2012 has definitely been a life-changing year for me. Yesterday, I underwent the Naturalization Oath Ceremony at the Heritage Theater in Campbell, California, and along with 403 other people from 63 different countries, I became a citizen of the United States of America. As I recited the Pledge of Allegiance for the first time as an American citizen, I felt very emotional. It's been a long journey. Vice Mayor of the city of Campbell, Evan Low, greeted us and made a wonderful speech. He's such a passionate and energetic citizen. He's a fourth-generation American and he talked about the wonderful opportunities this country has given his family, including the ability to contribute and engage in the community and to do his part to shape the country.

I was particularly moved by his comments on the diversity of cultures and backgrounds that we share with each other, especially here in California. It meant all the more for me, given that my baby daughter was in attendance, as I am of French-Vietnamese descent and my husband is Indian-American.

If you had asked me before, I would always have said that 2000 was the best year of my life. I was a young engineering student who found an internship in Silicon Valley for the summer and I met the love of my life. But I have to admit that this year is rising up the charts. I've watched my little girl grow up into a very entertaining six month old, I've become a U.S. citizen, and I have one more exciting announcement: I've been given the opportunity to publish my first cookbook at the end of the year! It's been a dream of mine to write a book, and it was kind of surreal when I was approached about it earlier this year.

I just finished the manuscript so I'm beyond excited to be able to share the news with you! I'm truly living my American Dream. I'd like to say a heartfelt thank you to every single one of you, my readers, for sending your lovely messages of encouragement and for being such faithful followers of my daily cooking adventures. I've been sharing my everyday life with you for the past three years, and it's given me the opportunity to cross paths with many wonderful people along the way. It's been an amazing journey. So merci!
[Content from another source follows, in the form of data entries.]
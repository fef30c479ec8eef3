//! Run configuration loading.
//!
//! The run config is a JSON document, `configs.json` by default:
//!
//! ```json
//! {
//!   "tags": { "env:staging": "env:production" },
//!   "dashboards": ["abc-def-ghi"],
//!   "monitors": ["*"],
//!   "synthetics": []
//! }
//! ```
//!
//! A family list that is absent or contains `"*"` selects every resource of
//! that family, an empty list skips the family, anything else is an id
//! allow-list. Monitor ids may be written as numbers.

use std::collections::BTreeSet;
use std::path::Path;
use std::str::FromStr;

use serde::{Deserialize, Serialize};

use crate::errors::{Result, RetagError};
use crate::family::Family;
use crate::mapping::TagMapping;

pub const DEFAULT_CONFIG_FILE: &str = "configs.json";

const WILDCARD: &str = "*";

/// Dry-run or mutating execution, fixed for the whole run.
#[derive(Debug, Clone, Copy, PartialEq, Eq, Default, Serialize)]
#[serde(rename_all = "snake_case")]
pub enum RunMode {
    /// Walk every resource and list what would change; never writes.
    #[default]
    Report,
    /// Walk every resource and write back the ones that changed.
    Commit,
}

impl RunMode {
    pub fn as_str(&self) -> &'static str {
        match self {
            Self::Report => "report",
            Self::Commit => "commit",
        }
    }
}

impl FromStr for RunMode {
    type Err = RetagError;

    /// Accepts `report`/`commit` and the older `test`/`prod` spellings.
    fn from_str(s: &str) -> Result<Self> {
        match s.trim().to_ascii_lowercase().as_str() {
            "report" | "test" => Ok(Self::Report),
            "commit" | "prod" => Ok(Self::Commit),
            other => Err(RetagError::config(format!(
                "unknown run mode `{other}` (expected report/test or commit/prod)"
            ))),
        }
    }
}

impl std::fmt::Display for RunMode {
    fn fmt(&self, f: &mut std::fmt::Formatter<'_>) -> std::fmt::Result {
        f.write_str(self.as_str())
    }
}

/// Which resources of one family a run touches.
#[derive(Debug, Clone, PartialEq, Eq, Default)]
pub enum Selection {
    #[default]
    All,
    Only(BTreeSet<String>),
    Skip,
}

impl Selection {
    fn from_list(list: Option<Vec<ResourceIdToken>>) -> Self {
        let Some(list) = list else {
            return Self::All;
        };
        if list.is_empty() {
            return Self::Skip;
        }
        let ids: BTreeSet<String> = list.into_iter().map(ResourceIdToken::into_id).collect();
        if ids.contains(WILDCARD) {
            Self::All
        } else {
            Self::Only(ids)
        }
    }

    pub fn includes(&self, id: &str) -> bool {
        match self {
            Self::All => true,
            Self::Only(ids) => ids.contains(id),
            Self::Skip => false,
        }
    }
}

/// Ids appear as strings for dashboards and synthetics and as numbers for
/// monitors.
#[derive(Debug, Clone, Deserialize)]
#[serde(untagged)]
enum ResourceIdToken {
    Text(String),
    Number(u64),
}

impl ResourceIdToken {
    fn into_id(self) -> String {
        match self {
            Self::Text(s) => s.trim().to_string(),
            Self::Number(n) => n.to_string(),
        }
    }
}

#[derive(Debug, Deserialize)]
struct RawRunConfig {
    tags: Option<TagMapping>,
    dashboards: Option<Vec<ResourceIdToken>>,
    monitors: Option<Vec<ResourceIdToken>>,
    synthetics: Option<Vec<ResourceIdToken>>,
}

/// Tag mapping plus per-family selection for one run.
#[derive(Debug, Clone, PartialEq, Eq)]
pub struct RunConfig {
    pub tags: TagMapping,
    pub dashboards: Selection,
    pub monitors: Selection,
    pub synthetics: Selection,
}

impl RunConfig {
    pub fn from_json(contents: &str) -> Result<Self> {
        let raw: RawRunConfig = serde_json::from_str(contents)
            .map_err(|e| RetagError::config_with_source("failed to parse run config", e))?;
        let tags = raw.tags.ok_or_else(|| {
            RetagError::config("`tags` field is required in the run config")
        })?;
        Ok(Self {
            tags,
            dashboards: Selection::from_list(raw.dashboards),
            monitors: Selection::from_list(raw.monitors),
            synthetics: Selection::from_list(raw.synthetics),
        })
    }

    pub fn load(path: &Path) -> Result<Self> {
        let contents = std::fs::read_to_string(path).map_err(|e| {
            RetagError::config_with_source(format!("cannot read run config {}", path.display()), e)
        })?;
        let cfg = Self::from_json(&contents)?;
        tracing::debug!(
            path = %path.display(),
            mappings = cfg.tags.len(),
            "loaded run config"
        );
        Ok(cfg)
    }

    pub fn selection(&self, family: Family) -> &Selection {
        match family {
            Family::Dashboards => &self.dashboards,
            Family::Monitors => &self.monitors,
            Family::Synthetics => &self.synthetics,
        }
    }
}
Now back to my favorite subject, which is food! Being a freshly minted American, it just felt right to make an apple pie, though of course, with my own twist. The tart crust is made with cream cheese. The pie is covered with diced apples and pecan crumbs and to make the dessert more visually appealing, I topped it with sliced apples and brushed them with apricot preserves at the end.

And finally, since Memorial Day weekend is upon us, I'd like to take the opportunity to thank our soldiers who have fought and continue to fight for our freedoms. God Bless America!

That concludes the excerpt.